> [What the task asks]:
From the entries below, list each line with "attempt".

START Task inputs

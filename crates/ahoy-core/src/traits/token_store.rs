use crate::errors::AhoyResult;
use crate::models::TokenPair;

/// Supplies the current visitor and visit tokens.
///
/// Reads may rotate an expired visit token as a side effect.
pub trait TokenStore: Send + Sync {
    fn visitor_token(&self) -> AhoyResult<String>;

    fn visit_token(&self) -> AhoyResult<String>;

    fn tokens(&self) -> AhoyResult<TokenPair> {
        Ok(TokenPair::new(self.visitor_token()?, self.visit_token()?))
    }
}
//! Tracking orchestrator. Confirms visits, submits events, retries
//! fire-and-forget events and publishes the current visit.

use std::fmt;
use std::sync::Arc;

use parking_lot::Mutex;
use serde::Serialize;
use tokio::sync::watch;
use tokio::task::JoinHandle;

use ahoy_core::constants::{HEADER_VISIT, HEADER_VISITOR};
use ahoy_core::errors::TrackingError;
use ahoy_core::tracing::events;
use ahoy_core::{
    AhoyConfig, AhoyResult, Clock, Event, Headers, HttpRequest, Properties, TokenPair, TokenStore,
    Transport, Visit,
};
use ahoy_tokens::{TokenManager, TrackingContext};

use crate::protocol::{EventRequest, VisitRequest, VisitResponse};
use crate::request::{InterceptorChain, RequestBuilder, RequestInterceptor};
use crate::transport::validate;

/// Tracking state shared by every clone of a client.
struct Inner {
    config: AhoyConfig,
    requests: RequestBuilder,
    transport: Arc<dyn Transport>,
    tokens: Arc<dyn TokenStore>,
    clock: Arc<dyn Clock>,
    interceptors: InterceptorChain,
    /// `None` until the first confirmed visit.
    current: watch::Sender<Option<Visit>>,
    /// Attached user id. Applied to the current visit and every later one.
    user_id: Mutex<Option<String>>,
}

/// The tracking client.
///
/// Cheap to clone; clones share tokens, interceptors and the current visit.
#[derive(Clone)]
pub struct Ahoy {
    inner: Arc<Inner>,
}

impl Ahoy {
    pub fn builder(config: AhoyConfig) -> AhoyBuilder {
        AhoyBuilder::new(config)
    }

    /// Client with the default token store, tracking context and transport.
    pub fn new(config: AhoyConfig) -> AhoyResult<Self> {
        AhoyBuilder::new(config).build()
    }

    pub fn config(&self) -> &AhoyConfig {
        &self.inner.config
    }

    /// Confirm a visit with the collector.
    ///
    /// Reads the current tokens (rotating an expired visit token), posts them
    /// with the application environment and `additional_params`, and checks
    /// that the collector echoes the same tokens back. On success the new
    /// visit replaces the current one and is published to subscribers; on
    /// any error the current visit is left as it was.
    ///
    /// Every call is a round-trip. Overlapping calls are not coordinated:
    /// whichever response is processed last becomes the current visit.
    /// Dropping the future before it completes leaves the current visit
    /// untouched.
    pub async fn track_visit(&self, additional_params: Option<Properties>) -> AhoyResult<Visit> {
        let inner = &self.inner;
        let tokens = inner.tokens.tokens()?;
        let candidate = Visit::new(tokens.clone(), additional_params);

        let body = VisitRequest::new(&candidate, &inner.config.environment);
        let request = inner.build(&inner.config.visits_path, &body, &tokens)?;
        let response = validate(inner.transport.submit(request).await?)?;

        let received: TokenPair = serde_json::from_slice::<VisitResponse>(&response.body)
            .map_err(|e| TrackingError::MalformedResponse {
                reason: e.to_string(),
            })?
            .into();
        if received != tokens {
            events::visit_rejected(&tokens.to_string(), &received.to_string());
            return Err(TrackingError::MismatchingVisit {
                expected: tokens,
                received,
            }
            .into());
        }

        let visit = {
            let user_id = inner.user_id.lock();
            let visit = candidate.with_user_id(user_id.clone());
            inner.current.send_replace(Some(visit.clone()));
            visit
        };
        events::visit_confirmed(
            visit.visitor_token(),
            visit.visit_token(),
            visit.additional_params().map_or(0, |p| p.len()),
        );
        Ok(visit)
    }

    /// Submit events against the current visit.
    ///
    /// Fails with `NoVisit`, without touching the network, when no visit has
    /// been confirmed. The response body is ignored once its status passes.
    pub async fn track(&self, events: Vec<Event>) -> AhoyResult<()> {
        let inner = &self.inner;
        let visit = self.current_visit().ok_or(TrackingError::NoVisit)?;

        let body = EventRequest::new(&visit, &events);
        let request = inner.build(&inner.config.events_path, &body, visit.tokens())?;
        validate(inner.transport.submit(request).await?)?;

        events::events_submitted(visit.visit_token(), events.len());
        Ok(())
    }

    /// Track one event now, in the background.
    ///
    /// The event is stamped with the current time and submitted on the
    /// ambient tokio runtime, retrying with exponential backoff up to
    /// `retry.max_retries` more times. Failures are logged and otherwise
    /// dropped. The returned handle only signals completion. Returns `None`
    /// when called outside a runtime.
    pub fn track_event(
        &self,
        name: impl Into<String>,
        properties: Properties,
    ) -> Option<JoinHandle<()>> {
        let event = Event::new(name, properties, self.inner.clock.now());
        let runtime = match tokio::runtime::Handle::try_current() {
            Ok(handle) => handle,
            Err(_) => {
                tracing::warn!(name = %event.name(), "no tokio runtime, event not tracked");
                return None;
            }
        };

        let client = self.clone();
        Some(runtime.spawn(async move { client.track_with_retry(event).await }))
    }

    async fn track_with_retry(&self, event: Event) {
        let retry = &self.inner.config.retry;
        let mut backoff = retry.initial_backoff();
        let mut last_err = String::new();

        for attempt in 0..=retry.max_retries {
            if attempt > 0 {
                events::retry_scheduled(
                    event.name(),
                    attempt,
                    retry.max_retries,
                    backoff.as_millis() as u64,
                    &last_err,
                );
                tokio::time::sleep(backoff).await;
                backoff = (backoff * 2).min(retry.max_backoff());
            }

            match self.track(vec![event.clone()]).await {
                Ok(()) => return,
                Err(e) => last_err = e.to_string(),
            }
        }

        events::event_dropped(event.name(), retry.max_retries + 1, &last_err);
    }

    /// Attach a user id to the current visit and to every visit confirmed
    /// later. Local only: no request is sent and subscribers are not notified.
    pub fn attach(&self, user_id: impl Into<String>) {
        self.set_user_id(Some(user_id.into()));
    }

    /// Remove the attached user id.
    pub fn detach(&self) {
        self.set_user_id(None);
    }

    fn set_user_id(&self, user_id: Option<String>) {
        let mut attached = self.inner.user_id.lock();
        *attached = user_id;
        self.inner.current.send_if_modified(|current| {
            if let Some(visit) = current {
                visit.set_user_id(attached.clone());
            }
            false
        });
    }

    /// Snapshot of the confirmed visit.
    pub fn current_visit(&self) -> Option<Visit> {
        self.inner.current.borrow().clone()
    }

    /// `Ahoy-Visitor` and `Ahoy-Visit` for the confirmed visit, for forwarding
    /// on the application's own requests. Empty before the first visit.
    pub fn headers(&self) -> Headers {
        let mut headers = Headers::new();
        if let Some(visit) = self.inner.current.borrow().as_ref() {
            headers.set(HEADER_VISITOR, visit.visitor_token());
            headers.set(HEADER_VISIT, visit.visit_token());
        }
        headers
    }

    /// Observe visit confirmations. The receiver sees a new value only when a
    /// visit is confirmed.
    pub fn subscribe(&self) -> watch::Receiver<Option<Visit>> {
        self.inner.current.subscribe()
    }

    pub fn add_interceptor(&self, interceptor: impl RequestInterceptor + 'static) {
        self.inner.interceptors.push(Arc::new(interceptor));
    }

    pub fn set_interceptors(&self, interceptors: Vec<Arc<dyn RequestInterceptor>>) {
        self.inner.interceptors.replace(interceptors);
    }

    pub fn clear_interceptors(&self) {
        self.inner.interceptors.clear();
    }
}

impl Inner {
    fn build<B: Serialize + ?Sized>(
        &self,
        path: &str,
        body: &B,
        tokens: &TokenPair,
    ) -> AhoyResult<HttpRequest> {
        self.requests
            .build(path, body, tokens, &self.interceptors.snapshot())
    }
}

impl fmt::Debug for Ahoy {
    fn fmt(&self, f: &mut fmt::Formatter<'_>) -> fmt::Result {
        f.debug_struct("Ahoy")
            .field("base_url", &self.inner.config.base_url)
            .field("current_visit", &*self.inner.current.borrow())
            .field("interceptors", &self.inner.interceptors)
            .finish_non_exhaustive()
    }
}

/// Builder for [`Ahoy`]. Everything but the config is optional.
pub struct AhoyBuilder {
    config: AhoyConfig,
    transport: Option<Arc<dyn Transport>>,
    token_store: Option<Arc<dyn TokenStore>>,
    context: Option<TrackingContext>,
    interceptors: Vec<Arc<dyn RequestInterceptor>>,
}

impl AhoyBuilder {
    pub fn new(config: AhoyConfig) -> Self {
        Self {
            config,
            transport: None,
            token_store: None,
            context: None,
            interceptors: Vec::new(),
        }
    }

    pub fn transport(mut self, transport: impl Transport + 'static) -> Self {
        self.transport = Some(Arc::new(transport));
        self
    }

    pub fn shared_transport(mut self, transport: Arc<dyn Transport>) -> Self {
        self.transport = Some(transport);
        self
    }

    /// Replace the default `TokenManager`.
    pub fn token_store(mut self, token_store: Arc<dyn TokenStore>) -> Self {
        self.token_store = Some(token_store);
        self
    }

    /// Clock, ids, device id and store. Defaults to system providers over the
    /// store named by `config.storage`.
    pub fn context(mut self, context: TrackingContext) -> Self {
        self.context = Some(context);
        self
    }

    pub fn interceptor(mut self, interceptor: impl RequestInterceptor + 'static) -> Self {
        self.interceptors.push(Arc::new(interceptor));
        self
    }

    pub fn build(self) -> AhoyResult<Ahoy> {
        self.config.validate()?;

        let context = match self.context {
            Some(context) => context,
            None => TrackingContext::from_config(&self.config)?,
        };
        let tokens = match self.token_store {
            Some(tokens) => tokens,
            None => Arc::new(TokenManager::new(&context, self.config.visit_duration())),
        };
        let transport = match self.transport {
            Some(transport) => transport,
            None => default_transport(&self.config)?,
        };

        let (current, _) = watch::channel(None);
        Ok(Ahoy {
            inner: Arc::new(Inner {
                requests: RequestBuilder::from_config(&self.config),
                config: self.config,
                transport,
                tokens,
                clock: context.clock,
                interceptors: InterceptorChain::new(self.interceptors),
                current,
                user_id: Mutex::new(None),
            }),
        })
    }
}

impl fmt::Debug for AhoyBuilder {
    fn fmt(&self, f: &mut fmt::Formatter<'_>) -> fmt::Result {
        f.debug_struct("AhoyBuilder")
            .field("config", &self.config)
            .field("has_transport", &self.transport.is_some())
            .field("has_token_store", &self.token_store.is_some())
            .field("interceptors", &self.interceptors.len())
            .finish_non_exhaustive()
    }
}

#[cfg(feature = "http")]
fn default_transport(config: &AhoyConfig) -> AhoyResult<Arc<dyn Transport>> {
    Ok(Arc::new(crate::transport::ReqwestTransport::new(&config.http)?))
}

#[cfg(not(feature = "http"))]
fn default_transport(_config: &AhoyConfig) -> AhoyResult<Arc<dyn Transport>> {
    Err(ahoy_core::errors::TransportError::Unavailable {
        reason: "no transport configured and the `http` feature is disabled".into(),
    }
    .into())
}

END Task inputs

> [Written answer]:
        for attempt in 0..=retry.max_retries {
            if attempt > 0 {
                    attempt,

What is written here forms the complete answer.